The tool that Trump cites has only been used once. In 2001, the State Department discontinued issuing visas to Guyana, and the country took back more than 100 of their citizens within two months, Grassley’s letter stated.

Last year, before Vang fired those shots, there was a bipartisan effort in Congress to change the way the United States works with countries in these instances.

The House Oversight and Government Reform Committee held two hearings on the issue, during which the Department of Homeland Security’s inspector general blasted the Immigration and Customs Enforcement division for its handling of these cases — most publicly the handling of a Haitian national, Jean Jacques, who Haiti refused to take back who later murdered a Connecticut woman.

There was bipartisan criticism.

“It’s a very important issue,” said Rep. Elijah Cummings of Maryland, the top Democrat on the oversight panel, in July. “(It) is crucial to the safety of all of our communities.”

Some Democrats at the hearing said denying visas to a country like China would likely lead them to deny US visas and have negative economic impacts.

In 2006, Chinese national Huang Chen, who overstayed a visa in 1997, was put into deportation proceedings after assaulting a woman. A judge ordered him removed, DHS tried to obtain travel documents from the People’s Republic of China, but China refused to grant Chen the necessary documents. After six months of detention, he was released.

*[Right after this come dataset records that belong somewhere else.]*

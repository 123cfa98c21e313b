//! Canonical field keys and event names for structured logging

pub const FIELD_COMPONENT: &str = "component";
pub const FIELD_OP: &str = "op";
pub const FIELD_EVENT: &str = "event";
pub const FIELD_DURATION_MS: &str = "duration_ms";
pub const FIELD_REQUEST_ID: &str = "request_id";
pub const FIELD_TRACE_ID: &str = "trace_id";

// Tree entities
pub const FIELD_NODE_ID: &str = "node_id";
pub const FIELD_PARENT_ID: &str = "parent_id";
pub const FIELD_CONTENT_TYPE: &str = "content_type";

// Collection sizes
pub const FIELD_NODE_COUNT: &str = "node_count";

pub const FIELD_ERR_KIND: &str = "err.kind";
pub const FIELD_ERR_CODE: &str = "err.code";

pub const EVENT_START: &str = "start";
pub const EVENT_END: &str = "end";
pub const EVENT_END_ERROR: &str = "end_error";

Less than two years later, Chen was convicted of assault and DHS again tried to deport him. Again, China refused to issue travel documents and he was again released. He then murdered the woman he was stalking. According to news reports, the victim’s heart and lungs were ripped from the body.

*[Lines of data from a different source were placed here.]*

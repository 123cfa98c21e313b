//! Node commands against the SQLite store
//!
//! Each command is one `BEGIN IMMEDIATE` transaction: hydrate the tree,
//! apply the command in memory, persist the row differences, commit. The
//! immediate lock serializes concurrent structural changes, and the
//! validate-and-save of a command never sees another writer's rows.

use std::sync::Arc;
use std::time::Instant;

use releaf_content::errors::ExError;
use releaf_content::{apply, Command, CommandOutcome, NodeSchema};
use releaf_content::{log_op_end, log_op_error, log_op_start};
use releaf_core_types::RequestContext;
use releaf_store::errors::{from_rusqlite, Result};
use releaf_store::repo::hydration::load_tree_for_update;
use releaf_store::repo::{persist_tree_changes, PersistStats, SqliteRepo};
use rusqlite::{Connection, TransactionBehavior};

/// Outcome of a committed node command
#[derive(Debug, Clone, PartialEq, Eq)]
pub struct NodeCommandResult {
    pub outcome: CommandOutcome,
    pub stats: PersistStats,
}

/// Apply one node command and commit it
///
/// Nothing is written when the command fails: the transaction is dropped
/// and rolled back.
///
/// # Errors
///
/// The command's `ExError` (validation, not found, integrity) tagged with
/// the operation and request id, or `Persistence` on a database failure.
pub fn apply_node_command(
    cmd: Command,
    conn: &mut Connection,
    schema: &Arc<NodeSchema>,
    ctx: &RequestContext,
) -> Result<NodeCommandResult> {
    let op = cmd.op_name();
    log_op_start!(
        "engine_node_command",
        command = op,
        request_id = ctx.request_id.as_str()
    );
    let start = Instant::now();

    let result = apply_node_command_impl(cmd, conn, schema).map_err(|e| {
        let mut e = e.with_op(op).with_request_id(ctx.request_id.clone());
        if let Some(trace_id) = &ctx.trace_id {
            e = e.with_trace_id(trace_id.clone());
        }
        log_op_error!(
            "engine_node_command",
            e.clone(),
            duration_ms = start.elapsed().as_millis() as u64,
            command = op
        );
        e
    })?;

    log_op_end!(
        "engine_node_command",
        duration_ms = start.elapsed().as_millis() as u64,
        command = op,
        nodes_written = result.stats.nodes_written,
        nodes_deleted = result.stats.nodes_deleted
    );
    Ok(result)
}

fn apply_node_command_impl(
    cmd: Command,
    conn: &mut Connection,
    schema: &Arc<NodeSchema>,
) -> Result<NodeCommandResult> {
    let tx = conn
        .transaction_with_behavior(TransactionBehavior::Immediate)
        .map_err(from_rusqlite)?;

    let (before, repaired) = load_tree_for_update(&tx, schema.clone())?;
    let (after, outcome) = apply(before.clone(), cmd).map_err(ExError::from)?;
    let stats = persist_tree_changes(&tx, &before, &after)?;

    for node in repaired.iter().filter_map(|id| after.find(*id)) {
        SqliteRepo::persist_node(&tx, node)?;
    }

    tx.commit().map_err(from_rusqlite)?;
    Ok(NodeCommandResult { outcome, stats })
}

A year later, in 2009, Fort Myers, Florida, police officer Andrew Widman was shot in the head while responding to a call for a domestic dispute. The man who shot him, Abel Arango, came to the US illegally from Cuba in the 1990s, and began a life of crime in Florida, serving time in prison for armed robbery. He was released from prison in 2004, and was supposed to be deported, but Cuba wouldn’t take him back.

Because of a Supreme Court case that says people can’t be legally held here for more than six months if deportation fails, Arango was released from immigration custody.

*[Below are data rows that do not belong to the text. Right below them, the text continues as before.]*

// Dense baseline: score every (user, item) pair with one matmul per block
// of user rows, then select top-K per row in parallel. Blocking keeps the
// score buffer at block_rows × num_items regardless of the user count.

use std::cmp::Ordering;

use faer::Par;
use rayon::prelude::*;

use crate::error::{Error, Result};
use crate::linalg;

const BLOCK_ROWS: usize = 1024;

fn by_score_desc(a: &(f64, i32), b: &(f64, i32)) -> Ordering {
    b.0.partial_cmp(&a.0)
        .unwrap_or(Ordering::Equal)
        .then_with(|| a.1.cmp(&b.1))
}

fn select_row_top_k(out: &mut [i32], scores: &[f64], k: usize) {
    let mut scored: Vec<(f64, i32)> = scores
        .iter()
        .enumerate()
        .map(|(i, &s)| (s, i as i32))
        .collect();
    scored.select_nth_unstable_by(k - 1, by_score_desc);
    scored.truncate(k);
    scored.sort_unstable_by(by_score_desc);
    for (slot, &(_, id)) in out.iter_mut().zip(scored.iter()) {
        *slot = id;
    }
}

/// Exact top-K for every user by full enumeration. Ids per row are in
/// descending score order, ties by ascending id.
pub fn top_k(
    user_weights: &[f64],
    item_weights: &[f64],
    num_users: usize,
    num_items: usize,
    num_factors: usize,
    k: usize,
) -> Result<Vec<i32>> {
    if k == 0 || k > num_items {
        return Err(Error::Config(format!(
            "top-k of {k} is outside 1..={num_items}"
        )));
    }
    if user_weights.len() != num_users * num_factors
        || item_weights.len() != num_items * num_factors
    {
        return Err(Error::Config("inconsistent weight matrix shapes".into()));
    }

    let mut top_k_items = vec![0i32; num_users * k];
    let block = BLOCK_ROWS.min(num_users).max(1);
    let mut scores = vec![0.0f64; block * num_items];

    for (users_chunk, out_chunk) in user_weights
        .chunks(block * num_factors)
        .zip(top_k_items.chunks_mut(block * k))
    {
        let rows = users_chunk.len() / num_factors;
        linalg::gemm_nt(
            &mut scores[..rows * num_items],
            users_chunk,
            item_weights,
            rows,
            num_items,
            num_factors,
            Par::rayon(0),
        );
        out_chunk
            .par_chunks_mut(k)
            .zip(scores[..rows * num_items].par_chunks(num_items))
            .for_each(|(out_row, score_row)| select_row_top_k(out_row, score_row, k));
    }

    Ok(top_k_items)
}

Widman never had the opportunity to draw his weapon. Arango shot him in close range in the face. The husband and father of three died at the scene, and Arango died in a shootout with police.

“He was a great cop,” said Ft. Myers police spokesman Lt. Jay Rodriguez. “He was a religious man, with three young kids, a pastor. It was really hard — why this guy? He was perfect.”

After Trump’s announcement Wednesday, House Oversight Committee Chairman Jason Chaffetz said he welcomes the order as a “step forward after eight years of failed immigration policies. There is no doubt our immigration system is broken. … Locking down the border, deporting dangerous criminals, and penalizing countries who refuse to repatriate convicted felons sends a message that the United States respects and enforces the rule of law.”

The State Department is reviewing the order and will work with DHS to “implement it immediately,” acting State Department spokesman Mark Toner said in a statement.

?”National security is our top priority. Working closely with DHS, we will use all appropriate measures to facilitate the removal of aliens who are subject to a final order of removal,” Toner said.

He went on to say that “stepped-up diplomatic efforts by ICE and the State Department have resulted in significant increases in cooperation among the 23 countries currently on ICE’s Uncooperative (‘Recalcitrant’) list, with nearly half of these countries improving their records of issuing travel documents, accepting charter deportee flights with deportees, and agreeing on formal arrangements for future removals in recent months.”